O clima na educação de Ipiaú (BA) é de profundo contraste. Enquanto a Prefeita Laryssa Dias e a APLB Sindicato Ipiaú celebram publicamente a parceria e o compromisso com a valorização docente, um evento custeado pela prefeitura na última sexta-feira (17), a “Tardezinha do Professor”, reacendeu o debate sobre as prioridades da gestão municipal e o uso de recursos públicos.
A celebração ocorre em um cenário já tenso, marcado pela queda nos indicadores de qualidade de ensino e pela fiscalização do Ministério Público do Estado da Bahia (MP-BA) sobre supostas irregularidades na gestão da educação, conforme noticiado em agosto.

A Contradição da “Tardezinha do Professor”
Em suas redes sociais, a Prefeita e o sindicato postaram mensagens de valorização. A nota, idêntica nas duas páginas, afirma: “A educação é a base de tudo, e nossos professores são os grandes protagonistas desse processo. Hoje celebramos com alegria, reafirmando o respeito, o diálogo e o compromisso de continuar valorizando cada profissional que transforma vidas por meio do conhecimento.”
No entanto, a realização da festa da última sexta-feira, promovida pela Secretaria Municipal de Educação (SEMEC) na Fazenda Laurena, gerou críticas e uma denúncia formal ao Ipiaú TV por um professor da rede, que preferiu não se identificar. O evento, que contou com buffet, apresentações musicais e aulashow, é questionado por seu custo em um momento de dificuldades na rede.

O ponto de maior indignação e foco de denúncia é o custo com transporte e a contradição nas prioridades. Informativos internos obtidos pela reportagem mostram que a SEMEC custeou o deslocamento de servidores, com ônibus e vans saindo de diferentes municípios da região, como Jequié, Jitaúna, Córrego de Pedras, Ibirataia e Ipiaú.

A Secretária de Educação, Erlândia Souza Santos, havia solicitado recentemente a redução de despesas com viagens, gratificações e horas extras, orientando as unidades escolares a economizar até mesmo água e energia.
“Enquanto pedem para a gente economizar papel, água e até energia, a prefeitura abre os cofres para festa”, afirmou o professor denunciante.

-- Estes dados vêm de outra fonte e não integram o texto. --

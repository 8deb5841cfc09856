mod config;
mod db;
mod errors;
mod llm_client;
mod models;
mod recommendations;
mod routes;
mod state;

use anyhow::Result;
use std::net::SocketAddr;
use std::sync::Arc;
use tower_http::{cors::CorsLayer, trace::TraceLayer};
use tracing::info;
use tracing_subscriber::{layer::SubscriberExt, util::SubscriberInitExt, EnvFilter};

use crate::config::Config;
use crate::db::{create_pool, run_migrations};
use crate::llm_client::LlmClient;
use crate::recommendations::pipeline::RecommendationPipeline;
use crate::recommendations::store::PgProfileStore;
use crate::routes::build_router;
use crate::state::AppState;

#[tokio::main]
async fn main() -> Result<()> {
    // Load configuration first (fails on missing required env vars)
    let config = Config::from_env()?;

    // Initialize structured logging
    tracing_subscriber::registry()
        .with(EnvFilter::try_from_default_env().unwrap_or_else(|_| {
            EnvFilter::new(format!("{}={}", env!("CARGO_PKG_NAME"), &config.rust_log))
        }))
        .with(tracing_subscriber::fmt::layer())
        .init();

    info!("Starting Compass API v{}", env!("CARGO_PKG_VERSION"));

    // Initialize PostgreSQL
    let db = create_pool(&config.database_url).await?;
    run_migrations(&db).await?;

    // Initialize LLM client
    let llm = LlmClient::new(
        config.model_endpoint.clone(),
        config.model_api_key.clone(),
        config.model_deployment.clone(),
    )?;
    info!("LLM client initialized (deployment: {})", llm.deployment());

    let params = config.invocation_params();
    info!(
        "Model budget: {}ms, max_tokens={}, temperature={}",
        params.timeout.as_millis(),
        params.max_tokens,
        params.temperature
    );

    // Build app state
    let state = AppState {
        pipeline: RecommendationPipeline::new(
            Arc::new(PgProfileStore::new(db)),
            Arc::new(llm),
            params,
        ),
    };

    // Build router
    let app = build_router(state)
        .layer(TraceLayer::new_for_http())
        .layer(CorsLayer::permissive()); // TODO: restrict origins once the web client's domain is fixed

    let addr: SocketAddr = format!("0.0.0.0:{}", config.port).parse()?;
    info!("Listening on {addr}");

    let listener = tokio::net::TcpListener::bind(addr).await?;
    axum::serve(listener, app).await?;

    Ok(())
}
// Shared prompt fragments. Each feature that calls the model keeps its own
// prompts.rs alongside it and composes these where it needs them.

/// System prompt fragment that asks for bare JSON output.
pub const JSON_ONLY_SYSTEM: &str = "You MUST respond with valid JSON only. \
    Do NOT include any text outside the JSON. \
    Do NOT use markdown code fences. \
    Do NOT include explanations or apologies.";
//! Prompt Builder — projects a profile into the fixed instruction/context pair.
//!
//! Only the selected tags of each facet are sent. Free-text elaboration stays
//! out of the prompt to keep the payload and latency bounded.

use crate::llm_client::prompts::JSON_ONLY_SYSTEM;
use crate::models::profile::{Facet, Profile};

/// Fixed system-level directive for role generation.
pub const RECOMMENDATION_INSTRUCTION: &str = "You are a career advisor. \
    Based on the user's skills, values, and interests, produce exactly 3 role recommendations \
    as a JSON array of objects, each with the fields \
    {\"role_title\", \"description\", \"why_it_fits_professionally\", \"why_it_fits_personally\"}. \
    Be concise: one or two sentences per field.";

/// The two strings sent to the model: a system instruction and a user context.
#[derive(Debug, Clone, PartialEq, Eq)]
pub struct Prompt {
    pub instruction: String,
    pub context: String,
}

/// Builds the prompt for a profile. Missing facets render as empty lists so the
/// context always names all three facets.
pub fn build_prompt(profile: &Profile) -> Prompt {
    let context = format!(
        "Skills: {}\nValues: {}\nInterests: {}",
        join_tags(&profile.skills),
        join_tags(&profile.values),
        join_tags(&profile.interests),
    );

    Prompt {
        instruction: format!("{RECOMMENDATION_INSTRUCTION} {JSON_ONLY_SYSTEM}"),
        context,
    }
}

fn join_tags(facet: &Facet) -> String {
    facet
        .selected
        .iter()
        .map(|t| t.trim())
        .filter(|t| !t.is_empty())
        .collect::<Vec<_>>()
        .join(", ")
}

A denúncia levanta a questão da legalidade do uso de veículos públicos para fins que não se enquadram em atividades pedagógicas ou administrativas essenciais, o que pode contrariar os princípios de economicidade e finalidade pública previstos na Constituição Federal. Eventos e confraternizações podem ser enquadrados como ações de valorização, mas exigem justificativa técnica e previsão orçamentária clara, respeitando a Lei do Fundeb, que direciona no mínimo 70% das verbas para a remuneração dos profissionais e o restante para manutenção e desenvolvimento do ensino (MDE).
O Cenário de Crise na Educação
A controvérsia sobre os gastos se intensifica diante do cenário de crise já conhecido na educação municipal:
- Queda no IDEB: Os indicadores oficiais apontam para um declínio no aprendizado dos alunos. A nota de Ipiaú no IDEB 2023 ficou abaixo das metas do MEC e das notas alcançadas em 2021.
- Fiscalização do MP-BA: Em agosto, o Ministério Público instalou o Procedimento Administrativo nº 657.9.169147/2025 (cujo prazo de conclusão é de um ano) para fiscalizar a gestão, motivado pela queda no IDEB e denúncias sobre a aplicação de recursos. A APLB figura como noticiante deste processo de investigação, gerando um paradoxo com o tom de parceria celebrado na postagem.
- Dificuldades Estruturais: Conforme relatos de servidores, escolas e creches precisam de manutenção, o transporte escolar apresenta falhas e a merenda é, em alguns casos, insuficiente.
- Clima de Insatisfação: O professor denunciante relatou um “clima de medo e insatisfação” na rede, mencionando denúncias anteriores de assédio moral e destacando que a prioridade da categoria é “respeito e condições dignas de trabalho, não só festas”.
A reportagem do Ipiaú TV ressalta que, embora não haja comprovação de irregularidade formal no momento, o uso de transporte e a realização do evento festivo em meio a um quadro de crise estrutural na educação e de fiscalização do MP-BA reacende o debate: a gestão busca a valorização efetiva dos professores ou apenas uma autopromoção política em meio às dificuldades do ensino público? Os órgãos competentes, como o MP-BA e o Tribunal de Contas dos Municípios (TCM), têm o dever de apurar a aplicação dos recursos públicos neste caso.